** The data follows **
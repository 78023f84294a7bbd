use reqwest::header::{HeaderMap, HeaderValue, SET_COOKIE};
use td365::http::cookies::CookieJar;

fn headers(values: &[&str]) -> HeaderMap {
    let mut map = HeaderMap::new();
    for value in values {
        map.append(SET_COOKIE, HeaderValue::from_str(value).unwrap());
    }
    map
}

fn jar_in(dir: &tempfile::TempDir) -> CookieJar {
    CookieJar::load(dir.path().join("test.cookies"))
}

#[test]
fn max_age_cookie_is_emitted_until_it_expires() {
    let dir = tempfile::tempdir().unwrap();
    let mut jar = jar_in(&dir);

    jar.update(&headers(&["sid=abc123; Max-Age=3600; Path=/"]));
    assert_eq!(jar.cookie_header().as_deref(), Some("sid=abc123"));

    jar.update(&headers(&["sid=abc123; Max-Age=0"]));
    assert_eq!(jar.cookie_header(), None);
}

#[test]
fn one_combined_cookie_header() {
    let dir = tempfile::tempdir().unwrap();
    let mut jar = jar_in(&dir);
    jar.update(&headers(&["a=1", "b=2; Max-Age=60"]));
    assert_eq!(jar.cookie_header().as_deref(), Some("a=1; b=2"));
}

#[test]
fn same_name_keeps_only_the_latest_value() {
    let dir = tempfile::tempdir().unwrap();
    let mut jar = jar_in(&dir);
    jar.update(&headers(&["sid=first"]));
    jar.update(&headers(&["sid=second; Max-Age=60"]));
    assert_eq!(jar.cookie_header().as_deref(), Some("sid=second"));
    assert_eq!(jar.get("sid").value, "second");
}

#[test]
fn expires_attribute_sets_a_deadline() {
    let dir = tempfile::tempdir().unwrap();
    let mut jar = jar_in(&dir);
    jar.update(&headers(&["sid=x; Expires=Wed, 21-Oct-2099 07:28:00 GMT"]));
    assert!(jar.get("sid").expiry.is_some());

    jar.update(&headers(&["old=y; Expires=Wed, 21 Oct 2015 07:28:00 GMT"]));
    let header = jar.cookie_header().unwrap();
    assert!(header.contains("sid=x"));
    assert!(!header.contains("old=y"));
}

#[test]
fn persists_and_reloads() {
    let dir = tempfile::tempdir().unwrap();
    let path = dir.path().join("host.cookies");

    let mut jar = CookieJar::load(&path);
    jar.update(&headers(&["session=tok", "durable=v; Max-Age=86400"]));
    jar.save().unwrap();

    let mut reloaded = CookieJar::load(&path);
    assert_eq!(reloaded.get("session").value, "tok");
    assert_eq!(reloaded.get("session").expiry, None);
    assert_eq!(reloaded.get("durable").value, "v");
    assert!(reloaded.get("durable").expiry.is_some());
    assert_eq!(reloaded.cookie_header().as_deref(), Some("durable=v; session=tok"));
}

#[test]
fn missing_cookie_is_an_empty_sentinel() {
    let dir = tempfile::tempdir().unwrap();
    let jar = jar_in(&dir);
    let sentinel = jar.get("nope");
    assert!(sentinel.name.is_empty());
    assert!(sentinel.value.is_empty());
}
** End of The data **
**Exercise description**
With every word kept as it is, set down the entries again.

**Answer to the problem**
repository 78023f84294a7bbd
use reqwest::header::{HeaderMap, HeaderValue, SET_COOKIE};
use td365::http::cookies::CookieJar;

fn headers(values: &[&str]) -> HeaderMap {
    let mut map = HeaderMap::new();
    for value in values {
        map.append(SET_COOKIE, HeaderValue::from_str(value).unwrap());
    }
    map
}

fn jar_in(dir: &tempfile::TempDir) -> CookieJar {
    CookieJar::load(dir.path().join("test.cookies"))
}

#[test]
fn max_age_cookie_is_emitted_until_it_expires() {
    let dir = tempfile::tempdir().unwrap();
    let mut jar = jar_in(&dir);

    jar.update(&headers(&["sid=abc123; Max-Age=3600; Path=/"]));
    assert_eq!(jar.cookie_header().as_deref(), Some("sid=abc123"));

    jar.update(&headers(&["sid=abc123; Max-Age=0"]));
    assert_eq!(jar.cookie_header(), None);
}

#[test]
fn one_combined_cookie_header() {
    let dir = tempfile::tempdir().unwrap();
    let mut jar = jar_in(&dir);
    jar.update(&headers(&["a=1", "b=2; Max-Age=60"]));
    assert_eq!(jar.cookie_header().as_deref(), Some("a=1; b=2"));
}

#[test]
fn same_name_keeps_only_the_latest_value() {
    let dir = tempfile::tempdir().unwrap();
    let mut jar = jar_in(&dir);
    jar.update(&headers(&["sid=first"]));
    jar.update(&headers(&["sid=second; Max-Age=60"]));
    assert_eq!(jar.cookie_header().as_deref(), Some("sid=second"));
    assert_eq!(jar.get("sid").value, "second");
}

#[test]
fn expires_attribute_sets_a_deadline() {
    let dir = tempfile::tempdir().unwrap();
    let mut jar = jar_in(&dir);
    jar.update(&headers(&["sid=x; Expires=Wed, 21-Oct-2099 07:28:00 GMT"]));
    assert!(jar.get("sid").expiry.is_some());

    jar.update(&headers(&["old=y; Expires=Wed, 21 Oct 2015 07:28:00 GMT"]));
    let header = jar.cookie_header().unwrap();
    assert!(header.contains("sid=x"));
    assert!(!header.contains("old=y"));
}

#[test]
fn persists_and_reloads() {
    let dir = tempfile::tempdir().unwrap();
    let path = dir.path().join("host.cookies");

    let mut jar = CookieJar::load(&path);
    jar.update(&headers(&["session=tok", "durable=v; Max-Age=86400"]));
    jar.save().unwrap();

    let mut reloaded = CookieJar::load(&path);
    assert_eq!(reloaded.get("session").value, "tok");
    assert_eq!(reloaded.get("session").expiry, None);
    assert_eq!(reloaded.get("durable").value, "v");
    assert!(reloaded.get("durable").expiry.is_some());
    assert_eq!(reloaded.cookie_header().as_deref(), Some("durable=v; session=tok"));
}

#[test]
fn missing_cookie_is_an_empty_sentinel() {
    let dir = tempfile::tempdir().unwrap();
    let jar = jar_in(&dir);
    let sentinel = jar.get("nope");
    assert!(sentinel.name.is_empty());
    assert!(sentinel.value.is_empty());
}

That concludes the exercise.